Task to carry out :: How many lines in the records below contain "saving"? Reply with the number alone.

Collected data

use inventory_client::{AuxService, CrudService};
use shared::Identified;
use yew::prelude::*;

use crate::hooks::ListPageHandle;

/// Whether a list page shows its editor, and for which row
#[derive(Debug, Clone, PartialEq)]
pub enum FormMode<R> {
    Closed,
    Creating,
    Editing(R),
}

impl<R: Identified> FormMode<R> {
    pub fn is_open(&self) -> bool {
        !matches!(self, FormMode::Closed)
    }

    /// Remounts the editor whenever it switches rows
    pub fn key(&self) -> String {
        match self {
            FormMode::Editing(row) => format!("edit-{}", row.id()),
            _ => "new".to_string(),
        }
    }

    pub fn editing_id(&self) -> Option<i64> {
        match self {
            FormMode::Editing(row) => Some(row.id()),
            _ => None,
        }
    }
}

/// Submits a validated draft as a create or an update, depending on the
/// mode, and closes the editor once the save goes through
pub fn save_callback<S, X>(
    page: &ListPageHandle<S, X>,
    mode: &UseStateHandle<FormMode<S::Row>>,
    saving: &UseStateHandle<bool>,
) -> Callback<S::Draft>
where
    S: CrudService + 'static,
    X: AuxService + 'static,
    S::Row: PartialEq + 'static,
    S::Draft: 'static,
    X::Aux: Clone + PartialEq + 'static,
{
    let page = page.clone();
    let mode = mode.clone();
    let saving = saving.clone();
    Callback::from(move |draft: S::Draft| {
        let done = {
            let mode = mode.clone();
            let saving = saving.clone();
            Callback::from(move |saved: bool| {
                saving.set(false);
                if saved {
                    mode.set(FormMode::Closed);
                }
            })
        };
        saving.set(true);
        match mode.editing_id() {
            Some(id) => page.update(id, draft, done),
            None => page.create(draft, done),
        }
    })
}

/// Asks before deleting; nothing is sent if the user declines
pub fn delete_callback<S, X>(page: &ListPageHandle<S, X>, noun: &'static str) -> Callback<i64>
where
    S: CrudService + 'static,
    X: AuxService + 'static,
    S::Row: PartialEq + 'static,
    S::Draft: 'static,
    X::Aux: Clone + PartialEq + 'static,
{
    let page = page.clone();
    Callback::from(move |id: i64| {
        if gloo::dialogs::confirm(&format!("Are you sure you want to delete this {}?", noun)) {
            page.delete(id);
        }
    })
}

#[cfg(test)]
mod tests {
    use super::*;
    use shared::Category;

    fn category(id: i64) -> Category {
        Category {
            category_id: id,
            name: Some("Tools".into()),
            description: None,
            product_count: None,
        }
    }

    #[test]
    fn test_form_mode_keys_and_ids() {
        let closed: FormMode<Category> = FormMode::Closed;
        assert!(!closed.is_open());
        assert_eq!(closed.editing_id(), None);

        assert_eq!(FormMode::<Category>::Creating.key(), "new");

        let editing = FormMode::Editing(category(5));
        assert!(editing.is_open());
        assert_eq!(editing.key(), "edit-5");
        assert_eq!(editing.editing_id(), Some(5));
    }
}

Response to the task :: 5